Coker wants them to be able to “go back home for the festive period” and give his two nephews, who are six and seven, “the Christmas they deserve”.
“It’s despicable, really,” he tells me. “The main thing is the kids; this hurts them. Later on in life, they’ll look back and remember these sorts of things. It’s a mental scarring the government doesn’t seem to see; they’re just a number on a piece of paper.”
Under the old system, housing benefit was paid straight to the landlord, whereas Universal Credit pays claimants directly. This means the payment delay leaves many without rent and vulnerable to eviction.
One woman I speak to – Mary*, 39, who works two jobs and has a seven-year-old daughter – faces eviction and has no idea where she will be housed next. This is because of a mistake in the system when she moved over to Universal Credit (which is notorious for glitches and delays) in September, which left her without rent.
“Six weeks passed [after I applied] and nothing happened,” she tells me over the phone. “I started contacting them, checking my [online] journal – still delayed. I wasn’t qualified for an advance payment as I was working.”
Eventually, she received her first payment, which was only £171. The £900 of rent she required was nowhere to be seen. She was taken to court by her landlord, she lost both her jobs, and is evicted a week after we speak. “I don’t know where the council’s going to take me to,” she says. “I haven’t got time to help my daughter with her homework; I can’t even take my daughter out.”
Protesters demonstrate against welfare reform in Whitehall. Photo: Getty
She says Universal Credit is “more than worse” than the old system: she receives less money, and has calculated that it costs her more to work. “Under child tax credits and housing benefit, it encouraged me to work, I had time to look after my daughter and some money at the end of the month.”
Families with children have lost out more than any other group from the welfare reform, as the new system is less generous than the last according to the Office for Budget Responsibility. The government’s welfare cap has meant freezing benefits, which has led to a real-terms cut. This makes the festive season particularly tough, even if you have Universal Credit coming in.
“The Christmas period has obviously more financial pressure,” says Sumi Rabindrakumar, a research officer at the single parent charity Gingerbread. “There’s not going to be much let-up. Universal Credit for single parents is much less generous than the previous system.”
Single parents on average lose around 7 per cent – about £1,300 of their income – under Universal Credit, according to the charity’s research. “They’re hitting the people that Universal Credit should be helping – working, low-income families,” adds Rabindrakumar.
A pile of Christmas selection boxes at a food bank.
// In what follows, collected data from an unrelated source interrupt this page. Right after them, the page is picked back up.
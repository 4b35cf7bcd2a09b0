//! Transactional entity-graph core for the music catalog.
//! This crate is the single source of truth for catalog invariants.

pub mod config;
pub mod db;
pub mod id;
pub mod logging;
pub mod model;
pub mod repo;
pub mod service;

pub use config::{LogTarget, LoggingConfig, StoreConfig};
pub use db::{CatalogDb, ConnectionError, ConnectionManager, DbError, RetryPolicy};
pub use id::{IdError, IdentifierGenerator, RandomIdGenerator};
pub use logging::{default_log_level, init_logging, logging_status};
pub use model::catalog::{
    parse_date, Album, AlbumSpec, Singer, SingerSpec, Track, TrackCount, ValidationError,
};
pub use model::entity::{EntityId, EntityKind, EntityMeta};
pub use repo::entity_store::{EntityStore, NewEntity, SqliteEntityStore, StoreError, StoreResult};
pub use repo::query::{AlbumPredicate, CompareOp, InvalidPredicateError, PredicateError, SingerPredicate};
pub use service::association_loader::AssociationLoader;
pub use service::graph_creator::{
    CreatedAlbum, CreatedGraph, GraphCause, GraphCreator, GraphError, GraphStep,
};
pub use service::seeder::{RandomDataSeeder, SeedReport, DEFAULT_TRACK_RANGE};

/// Returns the core crate version.
pub fn core_version() -> &'static str {
    env!("CARGO_PKG_VERSION")
}

#[cfg(test)]
mod tests {
    use super::core_version;

    #[test]
    fn version_is_not_empty() {
        assert!(!core_version().is_empty());
    }
}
Photo: Getty
The Hub has been stockpiling Christmas gifts as well as food for weeks, with donations from companies and individuals. From hats and gloves and Lynx bodycare sets to books, jewellery and perfume to big boxes of Lego and dolls’ houses, the Hub’s store room is peppered with treats as well as its usual crates of rice and tinned tomatoes.
“Just any little thing we can do to help make this period a little bit easier for people,” says Aikens, showing me the volunteers putting food parcels together.
With their allocated ingredients for ten balanced meals, visitors can also choose between tea and coffee, two toiletries (out of toothpaste, deodorant, soap and razors), and get one toilet roll each. And this month, piles of advent calendars and colouring books perch on a table at the end of the storeroom, ready for Christmas. But they feel like the sign of a country in crisis, rather than poised for celebration.
*This name has been changed on request of anonymity.